I still want to ask though: Why does all the music _feel_ dark, heavy and unsettling? Why _is_ there no melody to speak of? Why does it challenge you? Why is the music a product of complex computations and mathematical models? There's nothing wrong with it but then aren't you simply creating intellectual exercises than "music"? [2]

Were all composers consciously writing music that one cannot simply enjoy relaxingly while taking a bath? [Not for me at least.]

Or is that our grandchildren will find them no more challenging or ear-imposing than Schubert is for us?

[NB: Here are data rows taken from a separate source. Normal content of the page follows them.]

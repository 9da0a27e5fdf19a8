//! CLI argument definitions using clap.

use clap::{Parser, Subcommand};
use sifter::InputSchema;
use std::path::PathBuf;

/// Sifter: find contact emails by querying search providers in turn
#[derive(Parser)]
#[command(name = "sifter")]
#[command(version, about, long_about = None)]
#[command(propagate_version = true)]
pub struct Cli {
    #[command(subcommand)]
    pub command: Commands,

    /// Enable verbose output
    #[arg(short, long, global = true)]
    pub verbose: bool,
}

#[derive(Subcommand)]
pub enum Commands {
    /// Enrich a contact list with emails
    Run(RunArgs),

    /// List the supported search providers
    Providers,

    /// Open the local web UI for interactive runs
    Serve {
        /// Port for web server
        #[arg(short, long, default_value = "3142")]
        port: u16,

        /// Don't automatically open browser
        #[arg(long)]
        no_open: bool,

        /// JSON settings file applied to every run
        #[arg(long, value_name = "FILE")]
        config: Option<PathBuf>,
    },
}

#[derive(clap::Args)]
pub struct RunArgs {
    /// Input file (xlsx, xls or csv)
    #[arg(short, long, default_value = "phone_data.xlsx")]
    pub input_file: PathBuf,

    /// First row to process (0 is the header row)
    #[arg(short, long, default_value = "1")]
    pub start_index: usize,

    /// Row to stop before (default: end of file)
    #[arg(short, long)]
    pub end_index: Option<usize>,

    /// Output CSV, appended to when it exists
    #[arg(short, long, default_value = "phone_email_output.csv")]
    pub output_file: PathBuf,

    /// Primary search provider
    #[arg(long, default_value = "duckduckgo")]
    pub engine: EngineChoice,

    /// Column layout of the input file
    #[arg(long, default_value = "first-last-phone")]
    pub schema: InputSchema,

    /// Comma-separated fallback order (e.g. "bing,yahoo")
    #[arg(long, value_name = "IDS")]
    pub providers: Option<String>,

    /// JSON settings file
    #[arg(long, value_name = "FILE")]
    pub config: Option<PathBuf>,

    /// Save each fetched page for inspection (default: search_result_debug.html)
    #[arg(long, value_name = "PATH", num_args = 0..=1)]
    pub debug_html: Option<Option<PathBuf>>,

    /// Add a Provider column to the output
    #[arg(long)]
    pub include_provider: bool,

    /// Pause between providers for the same record, in milliseconds
    #[arg(long, value_name = "MS")]
    pub provider_delay_ms: Option<u64>,
}

/// Search provider choice
#[derive(Clone, Copy, Debug, Default, PartialEq, Eq)]
pub enum EngineChoice {
    #[default]
    DuckDuckGo,
    Bing,
    Google,
    Yahoo,
    Ask,
    Yandex,
    Ecosia,
    Startpage,
    Searx,
}

impl EngineChoice {
    /// Registry id of this provider.
    pub fn id(&self) -> &'static str {
        match self {
            EngineChoice::DuckDuckGo => "duckduckgo",
            EngineChoice::Bing => "bing",
            EngineChoice::Google => "google",
            EngineChoice::Yahoo => "yahoo",
            EngineChoice::Ask => "ask",
            EngineChoice::Yandex => "yandex",
            EngineChoice::Ecosia => "ecosia",
            EngineChoice::Startpage => "startpage",
            EngineChoice::Searx => "searx",
        }
    }
}

impl std::str::FromStr for EngineChoice {
    type Err = String;

    fn from_str(s: &str) -> Result<Self, Self::Err> {
        match s.to_lowercase().as_str() {
            "duckduckgo" | "ddg" => Ok(EngineChoice::DuckDuckGo),
            "bing" => Ok(EngineChoice::Bing),
            "google" => Ok(EngineChoice::Google),
            "yahoo" => Ok(EngineChoice::Yahoo),
            "ask" => Ok(EngineChoice::Ask),
            "yandex" => Ok(EngineChoice::Yandex),
            "ecosia" => Ok(EngineChoice::Ecosia),
            "startpage" => Ok(EngineChoice::Startpage),
            "searx" | "searxng" => Ok(EngineChoice::Searx),
            _ => Err(format!(
                "Unknown engine: {}. Use: duckduckgo, bing, google, yahoo, ask, yandex, ecosia, startpage, or searx.",
                s
            )),
        }
    }
}

impl std::fmt::Display for EngineChoice {
    fn fmt(&self, f: &mut std::fmt::Formatter<'_>) -> std::fmt::Result {
        write!(f, "{}", self.id())
    }
}

#[cfg(test)]
mod tests {
    use super::*;
    use clap::CommandFactory;
    use sifter::ProviderRegistry;

    #[test]
    fn test_cli_definition() {
        Cli::command().debug_assert();
    }

    #[test]
    fn test_every_engine_is_registered() {
        let registry = ProviderRegistry::builtin();
        for id in registry.ids() {
            let engine: EngineChoice = id.parse().unwrap();
            assert_eq!(engine.id(), id);
        }
    }

    #[test]
    fn test_run_defaults() {
        let cli = Cli::parse_from(["sifter", "run"]);
        let Commands::Run(args) = cli.command else {
            panic!("expected run");
        };
        assert_eq!(args.input_file, PathBuf::from("phone_data.xlsx"));
        assert_eq!(args.output_file, PathBuf::from("phone_email_output.csv"));
        assert_eq!(args.start_index, 1);
        assert_eq!(args.end_index, None);
        assert_eq!(args.engine, EngineChoice::DuckDuckGo);
        assert_eq!(args.schema, InputSchema::FirstLastPhone);
        assert!(args.debug_html.is_none());
    }

    #[test]
    fn test_run_flags() {
        let cli = Cli::parse_from([
            "sifter", "run", "-i", "in.csv", "-s", "5", "-e", "9", "--engine", "Bing", "--schema",
            "name-phone", "--debug-html", "-v",
        ]);
        assert!(cli.verbose);
        let Commands::Run(args) = cli.command else {
            panic!("expected run");
        };
        assert_eq!(args.start_index, 5);
        assert_eq!(args.end_index, Some(9));
        assert_eq!(args.engine, EngineChoice::Bing);
        assert_eq!(args.schema, InputSchema::NamePhone);
        assert_eq!(args.debug_html, Some(None));
    }
}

I don't see how as the music is so fundamentally differently written.

Of course, I suspect some people might write that, "Honestly, I just sit down for some tea in my garden while listening to Penderecki and have a jolly good time!" and to them, I differ greatly.

[1] I mean composers like Shostakovich and Stravinsky which are commonly liked as well. What's the proper terms for such composers?
[2] Not going to argue with what's "music".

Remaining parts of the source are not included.